[-empyre-] Response to Anna: Nick Knouf, MAICgregator

Nicholas Knouf nknouf at wellesley.edu
Thu Sep 15 16:06:08 AEST 2016


Hi Anna and Tim, and others on the list,

Thanks for mentioning MAICgregator! And thanks again Anna for writing
about it in your recent book. Indeed, MAICgregator is no longer actively
updated, not because of some of the issues that Tim and Anna have
raised, but rather for more mundane ones, namely the difficulties of
keeping net.art active. MAICgregator functioned by screen-scraping
websites (that is, using code to "read" and collect data from other
institutions' websites), and to keep that code current would nearly be a
full-time job. I kept up with it for a number of years, but once I
finished my PhD I realized I simply did not have time to do this
anymore. There is code deep in MAICgregator that was specific to the
design and layout of tens of different websites, and keeping track of
changes in each of those websites would itself be nearly a full-time
job. There's the additional issue that browsers themselves, such as
Firefox, are developing at such a rapid pace as to make it nearly
impossible for a single developer to keep up. Further restrictions by
browser manufacturers on what extensions (like MAICgregator) can do also
makes the net.artist's life difficult. So it has to do with obsolescence
and speed rather than the challenges of working with finance-as-topic
within the art world.

But there is a separate challenge for any artist---not just a
net.artist---in working with financial data, and it is something I touch
on a bit in my recent book _How Noise Matters to Finance_. There I write
about the work of the French collective rybn and their FLASHCRASH
SONIFICATION, which is one of the few pieces that I know of that
directly addresses contemporary high-frequency trading. Their piece
sonifies the activity of a number of stock exchanges on May 6,
2010---the date of what is now called the "flash crash"---in order to
provide an affective account of that day where the stock exchanges had
tremendous swings both down _and_ up. While the blame for these swings
cannot be placed squarely on the actions of high frequency trading
programs, these algorithms did contribute to the volatility.
Nevertheless, the piece enables one to experience the noisy activity of
the markets through sound, attuning one to the activity of the machinic.

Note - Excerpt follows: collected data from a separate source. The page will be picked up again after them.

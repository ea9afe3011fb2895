//! Game settings and tuning
//!
//! Loaded from an optional JSON file; any missing field takes its default.

use std::path::Path;

use serde::{Deserialize, Serialize};

use crate::consts::*;

/// Handling parameters for one car
#[derive(Debug, Clone, PartialEq, Serialize, Deserialize)]
pub struct CarTuning {
    /// Top forward speed (px per tick)
    pub max_vel: f64,
    /// Degrees per tick
    pub rotation_vel: f64,
    /// Velocity gained per throttle tick
    pub acceleration: f64,
    /// Top-left corner of the sprite at the start line
    pub start: (f64, f64),
}

impl CarTuning {
    pub fn player() -> Self {
        Self {
            max_vel: PLAYER_MAX_VEL,
            rotation_vel: PLAYER_ROTATION_VEL,
            acceleration: ACCELERATION,
            start: PLAYER_START,
        }
    }

    pub fn computer() -> Self {
        Self {
            max_vel: COMPUTER_MAX_VEL,
            rotation_vel: COMPUTER_ROTATION_VEL,
            acceleration: ACCELERATION,
            start: COMPUTER_START,
        }
    }
}

/// Game settings
#[derive(Debug, Clone, PartialEq, Serialize, Deserialize)]
#[serde(default)]
pub struct Settings {
    // === Timing ===
    /// Ticks per second
    pub fps: u32,
    /// Freeze frame after a race is decided (ms)
    pub freeze_ms: u32,
    /// Refresh interval of the start prompt (ms)
    pub start_prompt_ms: u32,

    // === Cars ===
    pub player: CarTuning,
    pub computer: CarTuning,
    /// Computer speed added per level
    pub computer_level_step: f64,

    // === Headless driver ===
    /// Seed for the idle driver
    pub idle_seed: u64,
    /// Stop the headless run after this many ticks (0 = run until quit)
    pub max_ticks: u64,
}

impl Default for Settings {
    fn default() -> Self {
        Self {
            fps: FPS,
            freeze_ms: FREEZE_MS,
            start_prompt_ms: START_PROMPT_MS,

            player: CarTuning::player(),
            computer: CarTuning::computer(),
            computer_level_step: COMPUTER_LEVEL_STEP,

            idle_seed: 0x5eed,
            max_ticks: 60 * FPS as u64,
        }
    }
}

impl Settings {
    pub fn from_json(json: &str) -> Result<Self, serde_json::Error> {
        serde_json::from_str(json)
    }

    pub fn to_json(&self) -> Result<String, serde_json::Error> {
        serde_json::to_string_pretty(self)
    }

    /// Load settings from a JSON file, falling back to defaults
    pub fn load(path: impl AsRef<Path>) -> Self {
        let path = path.as_ref();
        match std::fs::read_to_string(path) {
            Ok(json) => match Self::from_json(&json) {
                Ok(settings) => {
                    log::info!("Loaded settings from {}", path.display());
                    settings
                }
                Err(e) => {
                    log::warn!("Invalid settings in {}: {} - using defaults", path.display(), e);
                    Self::default()
                }
            },
            Err(e) => {
                log::warn!("Could not read {}: {} - using defaults", path.display(), e);
                Self::default()
            }
        }
    }

    /// Freeze-frame length in ticks
    pub fn freeze_ticks(&self) -> u32 {
        crate::ms_to_ticks(self.freeze_ms, self.fps)
    }

    /// Start prompt refresh interval in ticks
    pub fn start_prompt_ticks(&self) -> u32 {
        crate::ms_to_ticks(self.start_prompt_ms, self.fps)
    }
}

#[cfg(test)]
mod tests {
    use super::*;

    #[test]
    fn test_defaults_match_constants() {
        let settings = Settings::default();
        assert_eq!(settings.fps, 60);
        assert_eq!(settings.player.max_vel, 2.0);
        assert_eq!(settings.computer.max_vel, 0.5);
        assert_eq!(settings.player.acceleration, 0.08);
        assert_eq!(settings.freeze_ticks(), 180);
        assert_eq!(settings.start_prompt_ticks(), 60);
    }

    #[test]
    fn test_partial_json_keeps_defaults() {
        let settings = Settings::from_json(r#"{ "fps": 30, "freeze_ms": 1000 }"#).unwrap();
        assert_eq!(settings.fps, 30);
        assert_eq!(settings.freeze_ticks(), 30);
        assert_eq!(settings.player, CarTuning::player());
    }

    #[test]
    fn test_json_roundtrip() {
        let mut settings = Settings::default();
        settings.computer.max_vel = 0.75;
        let json = settings.to_json().unwrap();
        assert_eq!(Settings::from_json(&json).unwrap(), settings);
    }

    #[test]
    fn test_invalid_json_is_an_error() {
        assert!(Settings::from_json("{ fps: }").is_err());
    }

    #[test]
    fn test_load_missing_file_falls_back() {
        let settings = Settings::load("/nonexistent/pixel-racer/settings.json");
        assert_eq!(settings, Settings::default());
    }
}
//! Deterministic simulation module
//!
//! All gameplay logic lives here. This module must be pure and deterministic:
//! - Fixed timestep only
//! - Wall-clock time is passed in, never read
//! - No rendering, input or asset dependencies; masks arrive as plain values

pub mod collision;
pub mod computer;
pub mod kinematics;
pub mod mask;
pub mod player;
pub mod state;
pub mod tick;
pub mod track;

pub use collision::{FinishCrossing, Obstacle, collide};
pub use computer::ComputerCar;
pub use kinematics::{Car, Kinematics, Turn};
pub use mask::{CollisionMask, MaskError};
pub use player::{Controls, PlayerCar};
pub use state::LevelState;
pub use tick::{GameEvent, GamePhase, Outcome, Session, TickInput};
pub use track::{Footprints, Track};
//! Track geometry handed to the simulation
//!
//! The simulation only sees plain masks, offsets and sizes. Where they come
//! from (decoded sprite art, generated shapes) is up to the caller.

use glam::IVec2;

use super::collision::Obstacle;
use super::mask::CollisionMask;
use crate::consts::{FINISH_POS, TRACK_PATH};

/// Default sprite sizes for the built-in course
pub const TRACK_SIZE: IVec2 = IVec2::new(640, 640);
pub const CAR_SIZE: IVec2 = IVec2::new(19, 38);
pub const FINISH_SIZE: IVec2 = IVec2::new(108, 18);
/// Thickness of the built-in course's outer wall
const WALL_THICKNESS: u32 = 12;

/// Walls, finish line and racing line
#[derive(Debug, Clone)]
pub struct Track {
    pub size: IVec2,
    pub border: Obstacle,
    pub finish: Obstacle,
    /// Waypoints for the computer car
    pub path: Vec<IVec2>,
}

impl Track {
    pub fn new(size: IVec2, border: CollisionMask, finish: Obstacle, path: Vec<IVec2>) -> Self {
        Self {
            size,
            border: Obstacle::at_origin(border),
            finish,
            path,
        }
    }

    /// Open course walled in by a solid frame, with the standard finish line and racing line
    pub fn builtin() -> Self {
        let (w, h) = (TRACK_SIZE.x as u32, TRACK_SIZE.y as u32);
        let border = CollisionMask::from_fn(w, h, |x, y| {
            x < WALL_THICKNESS || y < WALL_THICKNESS || x >= w - WALL_THICKNESS || y >= h - WALL_THICKNESS
        });
        let finish = Obstacle::new(
            CollisionMask::filled(FINISH_SIZE.x as u32, FINISH_SIZE.y as u32),
            IVec2::from(FINISH_POS),
        );
        let path = TRACK_PATH.iter().map(|&p| IVec2::from(p)).collect();
        Self::new(TRACK_SIZE, border, finish, path)
    }
}

/// Collision footprints of the two car sprites
#[derive(Debug, Clone)]
pub struct Footprints {
    pub player: CollisionMask,
    pub computer: CollisionMask,
}

impl Footprints {
    pub fn new(player: CollisionMask, computer: CollisionMask) -> Self {
        Self { player, computer }
    }

    /// Solid rectangles of the default car size
    pub fn builtin() -> Self {
        let (w, h) = (CAR_SIZE.x as u32, CAR_SIZE.y as u32);
        Self::new(CollisionMask::filled(w, h), CollisionMask::filled(w, h))
    }
}

#[cfg(test)]
mod tests {
    use super::*;

    #[test]
    fn test_builtin_track_layout() {
        let track = Track::builtin();
        assert_eq!(track.path.len(), 18);
        assert_eq!(track.finish.offset, IVec2::new(100, 190));
        assert!(track.border.mask.get(0, 0));
        assert!(track.border.mask.get(639, 320));
        assert!(!track.border.mask.get(320, 320));
    }

    #[test]
    fn test_waypoints_are_inside_the_walls() {
        let track = Track::builtin();
        for p in &track.path {
            assert!(!track.border.mask.get(p.x, p.y), "waypoint {p} is in a wall");
        }
    }
}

But their piece is only made possible through the free release of a
large amount of financial data from a company called Nanex, a firm that
has been highly critical of the move towards high frequency trading.
Access to financial data is big business, and without Nanex's release of
this data rybn's project would not have been possible. Indeed, when I
was looking at working with stock market data a number of years ago, I
discovered that it would be financially infeasible. To get access to the
amount of data I would need would cost me thousands of dollars a month
in access fees, thousands of dollars a month for computing resources,
and likely thousands of dollars a month to hire a specialized
programmer. Needless to say I did not, and do not, have those kinds of
resources. Older projects, like the famous _Black Shoals Stock Market
Planetarium_, required agreements with major stock exchanges for access
to their data feeds. It's an open question as to what sorts of things
those exchanges would allow an artist to do with their data.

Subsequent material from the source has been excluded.